_Work instruction_
In the records below, find the line holding "## Rules (NEVER" and the line holding "Vector layout version". Set down both, with every line between them, exactly.

Records contained in a dataset:
----------

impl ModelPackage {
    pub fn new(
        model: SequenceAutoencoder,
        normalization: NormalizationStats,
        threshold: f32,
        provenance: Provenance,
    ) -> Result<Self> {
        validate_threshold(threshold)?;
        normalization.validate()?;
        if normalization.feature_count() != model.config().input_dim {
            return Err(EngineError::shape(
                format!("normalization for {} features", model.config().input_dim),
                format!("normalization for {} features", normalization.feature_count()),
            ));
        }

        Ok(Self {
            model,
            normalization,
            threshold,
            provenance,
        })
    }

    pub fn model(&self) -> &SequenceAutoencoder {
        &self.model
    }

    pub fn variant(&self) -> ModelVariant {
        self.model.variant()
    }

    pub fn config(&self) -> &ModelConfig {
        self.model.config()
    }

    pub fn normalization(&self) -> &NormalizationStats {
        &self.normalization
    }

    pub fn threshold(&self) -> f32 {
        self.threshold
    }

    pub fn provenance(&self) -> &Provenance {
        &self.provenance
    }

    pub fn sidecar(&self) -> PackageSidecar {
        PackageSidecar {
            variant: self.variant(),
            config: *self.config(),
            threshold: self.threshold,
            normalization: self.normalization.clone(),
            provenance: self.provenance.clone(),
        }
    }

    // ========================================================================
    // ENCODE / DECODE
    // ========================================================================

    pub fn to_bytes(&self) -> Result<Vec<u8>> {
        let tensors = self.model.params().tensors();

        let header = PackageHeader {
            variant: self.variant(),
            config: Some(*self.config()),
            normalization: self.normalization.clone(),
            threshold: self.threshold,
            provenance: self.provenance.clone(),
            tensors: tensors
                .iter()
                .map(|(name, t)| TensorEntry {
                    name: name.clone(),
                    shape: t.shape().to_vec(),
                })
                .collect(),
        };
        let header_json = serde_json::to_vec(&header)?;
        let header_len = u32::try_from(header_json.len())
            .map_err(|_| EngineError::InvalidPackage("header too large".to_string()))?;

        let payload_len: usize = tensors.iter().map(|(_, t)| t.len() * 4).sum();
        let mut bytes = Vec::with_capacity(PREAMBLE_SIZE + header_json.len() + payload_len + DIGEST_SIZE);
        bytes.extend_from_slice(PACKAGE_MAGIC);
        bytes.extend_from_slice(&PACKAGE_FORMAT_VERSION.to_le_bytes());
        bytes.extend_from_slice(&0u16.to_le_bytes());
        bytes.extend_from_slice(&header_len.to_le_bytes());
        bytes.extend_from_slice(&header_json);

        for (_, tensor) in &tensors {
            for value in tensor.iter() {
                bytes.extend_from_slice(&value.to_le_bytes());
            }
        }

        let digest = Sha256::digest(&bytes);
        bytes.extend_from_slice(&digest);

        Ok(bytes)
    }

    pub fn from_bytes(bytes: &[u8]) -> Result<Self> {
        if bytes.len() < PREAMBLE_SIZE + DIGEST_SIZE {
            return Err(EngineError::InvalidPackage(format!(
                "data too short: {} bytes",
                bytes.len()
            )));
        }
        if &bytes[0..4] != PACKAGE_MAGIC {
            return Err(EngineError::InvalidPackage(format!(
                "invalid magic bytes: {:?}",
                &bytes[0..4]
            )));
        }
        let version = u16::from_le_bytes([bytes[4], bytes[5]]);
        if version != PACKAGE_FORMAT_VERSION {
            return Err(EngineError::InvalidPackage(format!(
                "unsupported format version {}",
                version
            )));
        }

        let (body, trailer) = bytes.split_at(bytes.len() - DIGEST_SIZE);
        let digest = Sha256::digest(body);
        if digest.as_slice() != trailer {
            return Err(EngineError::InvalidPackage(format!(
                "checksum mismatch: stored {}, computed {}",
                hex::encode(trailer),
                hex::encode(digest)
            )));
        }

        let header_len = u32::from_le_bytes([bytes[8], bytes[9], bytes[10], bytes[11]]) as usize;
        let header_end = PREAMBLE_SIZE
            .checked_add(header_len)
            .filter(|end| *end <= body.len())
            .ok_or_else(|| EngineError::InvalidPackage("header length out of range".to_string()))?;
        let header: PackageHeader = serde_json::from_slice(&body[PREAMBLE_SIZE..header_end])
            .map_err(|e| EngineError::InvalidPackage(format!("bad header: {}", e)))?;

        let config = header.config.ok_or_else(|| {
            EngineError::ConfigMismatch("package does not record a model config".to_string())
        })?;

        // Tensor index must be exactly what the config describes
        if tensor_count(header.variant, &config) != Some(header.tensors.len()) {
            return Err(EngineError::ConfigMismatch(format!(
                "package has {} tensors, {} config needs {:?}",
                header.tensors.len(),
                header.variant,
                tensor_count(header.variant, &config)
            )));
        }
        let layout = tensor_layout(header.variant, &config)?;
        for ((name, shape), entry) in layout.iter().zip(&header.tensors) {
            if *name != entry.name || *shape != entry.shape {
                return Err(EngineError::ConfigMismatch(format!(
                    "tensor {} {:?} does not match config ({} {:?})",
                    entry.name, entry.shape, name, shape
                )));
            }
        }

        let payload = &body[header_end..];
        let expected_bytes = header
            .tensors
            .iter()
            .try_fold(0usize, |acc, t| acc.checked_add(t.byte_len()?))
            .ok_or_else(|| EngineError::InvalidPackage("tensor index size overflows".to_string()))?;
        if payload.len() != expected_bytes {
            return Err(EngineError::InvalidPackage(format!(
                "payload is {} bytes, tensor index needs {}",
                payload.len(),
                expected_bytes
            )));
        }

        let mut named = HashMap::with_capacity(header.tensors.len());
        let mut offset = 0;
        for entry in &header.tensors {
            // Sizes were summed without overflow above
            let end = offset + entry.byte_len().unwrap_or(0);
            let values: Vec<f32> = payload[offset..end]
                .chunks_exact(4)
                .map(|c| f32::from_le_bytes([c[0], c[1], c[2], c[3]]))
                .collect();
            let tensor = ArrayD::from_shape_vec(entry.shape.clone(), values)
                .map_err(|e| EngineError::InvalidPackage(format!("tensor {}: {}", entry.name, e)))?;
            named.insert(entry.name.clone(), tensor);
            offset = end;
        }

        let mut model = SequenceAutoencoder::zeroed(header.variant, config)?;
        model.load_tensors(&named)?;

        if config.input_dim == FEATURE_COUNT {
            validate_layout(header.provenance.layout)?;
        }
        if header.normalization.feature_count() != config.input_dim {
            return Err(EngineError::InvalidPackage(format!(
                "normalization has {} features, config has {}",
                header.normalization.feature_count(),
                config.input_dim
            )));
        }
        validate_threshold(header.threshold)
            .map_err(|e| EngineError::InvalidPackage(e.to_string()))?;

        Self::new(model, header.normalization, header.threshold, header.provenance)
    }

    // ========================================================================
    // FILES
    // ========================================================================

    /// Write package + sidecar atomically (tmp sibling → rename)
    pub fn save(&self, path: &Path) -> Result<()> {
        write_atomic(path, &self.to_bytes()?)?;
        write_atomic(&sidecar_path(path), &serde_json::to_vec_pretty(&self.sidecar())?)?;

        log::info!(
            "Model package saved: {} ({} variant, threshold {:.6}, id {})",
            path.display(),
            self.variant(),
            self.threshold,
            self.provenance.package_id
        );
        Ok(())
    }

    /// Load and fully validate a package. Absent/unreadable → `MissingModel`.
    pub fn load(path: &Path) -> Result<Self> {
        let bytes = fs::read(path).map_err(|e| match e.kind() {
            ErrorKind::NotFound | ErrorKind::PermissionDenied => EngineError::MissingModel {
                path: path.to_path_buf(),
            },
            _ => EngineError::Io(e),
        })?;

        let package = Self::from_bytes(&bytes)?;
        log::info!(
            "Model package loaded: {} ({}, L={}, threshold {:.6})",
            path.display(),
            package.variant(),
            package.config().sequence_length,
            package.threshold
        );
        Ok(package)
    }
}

----------

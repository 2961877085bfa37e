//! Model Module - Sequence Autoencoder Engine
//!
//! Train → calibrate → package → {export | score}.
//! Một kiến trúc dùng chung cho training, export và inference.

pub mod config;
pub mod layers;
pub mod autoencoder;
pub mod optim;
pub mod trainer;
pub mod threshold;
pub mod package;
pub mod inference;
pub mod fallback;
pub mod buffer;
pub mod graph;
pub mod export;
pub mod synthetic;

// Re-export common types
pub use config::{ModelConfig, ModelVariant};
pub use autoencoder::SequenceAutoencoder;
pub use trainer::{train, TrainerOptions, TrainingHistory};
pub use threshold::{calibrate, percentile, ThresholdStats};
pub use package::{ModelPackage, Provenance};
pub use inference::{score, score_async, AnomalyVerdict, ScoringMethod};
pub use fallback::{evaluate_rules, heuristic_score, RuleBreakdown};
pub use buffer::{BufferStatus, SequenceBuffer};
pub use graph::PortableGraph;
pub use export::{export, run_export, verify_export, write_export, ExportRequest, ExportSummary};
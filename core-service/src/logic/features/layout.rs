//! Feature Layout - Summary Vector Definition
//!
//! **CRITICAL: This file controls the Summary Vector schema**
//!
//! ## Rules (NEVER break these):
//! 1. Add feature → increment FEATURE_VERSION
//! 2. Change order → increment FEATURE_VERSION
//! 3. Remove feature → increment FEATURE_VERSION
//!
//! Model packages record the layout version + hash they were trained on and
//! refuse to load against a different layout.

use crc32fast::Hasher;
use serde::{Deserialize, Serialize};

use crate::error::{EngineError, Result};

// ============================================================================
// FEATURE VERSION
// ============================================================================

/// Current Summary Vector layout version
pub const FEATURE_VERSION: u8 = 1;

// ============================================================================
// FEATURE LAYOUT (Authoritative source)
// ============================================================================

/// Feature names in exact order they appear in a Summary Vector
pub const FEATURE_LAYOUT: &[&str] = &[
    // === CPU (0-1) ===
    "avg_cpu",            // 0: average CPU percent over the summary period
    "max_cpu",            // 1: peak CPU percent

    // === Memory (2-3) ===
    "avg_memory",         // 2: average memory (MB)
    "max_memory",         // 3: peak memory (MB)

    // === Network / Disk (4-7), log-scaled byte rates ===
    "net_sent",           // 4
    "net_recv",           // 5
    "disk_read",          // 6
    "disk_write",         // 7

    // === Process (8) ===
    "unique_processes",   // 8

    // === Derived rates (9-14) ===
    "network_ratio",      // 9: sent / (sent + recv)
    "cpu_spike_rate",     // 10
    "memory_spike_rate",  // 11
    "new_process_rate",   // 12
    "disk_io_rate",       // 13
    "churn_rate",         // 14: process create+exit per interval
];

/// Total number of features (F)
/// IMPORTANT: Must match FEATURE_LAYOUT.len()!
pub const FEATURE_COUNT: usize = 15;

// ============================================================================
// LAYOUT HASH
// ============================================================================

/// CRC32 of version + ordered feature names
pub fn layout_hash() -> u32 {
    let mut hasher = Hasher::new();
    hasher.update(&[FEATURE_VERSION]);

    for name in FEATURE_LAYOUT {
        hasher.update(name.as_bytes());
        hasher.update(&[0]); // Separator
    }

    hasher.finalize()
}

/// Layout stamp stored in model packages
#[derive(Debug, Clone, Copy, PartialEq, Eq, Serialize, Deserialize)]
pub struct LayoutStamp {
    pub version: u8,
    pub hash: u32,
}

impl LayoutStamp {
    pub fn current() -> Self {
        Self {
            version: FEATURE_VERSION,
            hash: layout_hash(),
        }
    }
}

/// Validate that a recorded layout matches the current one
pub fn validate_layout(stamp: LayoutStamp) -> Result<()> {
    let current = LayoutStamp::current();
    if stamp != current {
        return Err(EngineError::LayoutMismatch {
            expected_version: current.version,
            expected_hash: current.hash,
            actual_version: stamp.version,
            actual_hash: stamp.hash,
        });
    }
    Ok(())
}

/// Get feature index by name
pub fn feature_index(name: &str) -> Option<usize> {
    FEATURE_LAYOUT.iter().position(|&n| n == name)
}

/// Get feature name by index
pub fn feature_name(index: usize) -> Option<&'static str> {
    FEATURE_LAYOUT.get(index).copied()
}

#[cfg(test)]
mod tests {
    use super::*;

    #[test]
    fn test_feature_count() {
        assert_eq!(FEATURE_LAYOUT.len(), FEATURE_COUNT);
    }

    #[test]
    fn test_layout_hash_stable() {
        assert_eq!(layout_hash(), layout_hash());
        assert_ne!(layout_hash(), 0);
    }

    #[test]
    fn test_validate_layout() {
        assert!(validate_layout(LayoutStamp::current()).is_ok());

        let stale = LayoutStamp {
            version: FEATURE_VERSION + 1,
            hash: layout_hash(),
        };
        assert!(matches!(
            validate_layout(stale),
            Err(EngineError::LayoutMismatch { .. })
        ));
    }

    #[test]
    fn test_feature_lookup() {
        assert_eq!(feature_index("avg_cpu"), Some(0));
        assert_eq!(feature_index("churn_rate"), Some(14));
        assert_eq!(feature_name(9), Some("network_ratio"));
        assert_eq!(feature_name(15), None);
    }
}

----------

_Reply_
//! ## Rules (NEVER break these):
//! 1. Add feature → increment FEATURE_VERSION
//! 2. Change order → increment FEATURE_VERSION
//! 3. Remove feature → increment FEATURE_VERSION
//!
//! Model packages record the layout version + hash they were trained on and
//! refuse to load against a different layout.

use crc32fast::Hasher;
use serde::{Deserialize, Serialize};

use crate::error::{EngineError, Result};

// ============================================================================
// FEATURE VERSION
// ============================================================================

/// Current Summary Vector layout version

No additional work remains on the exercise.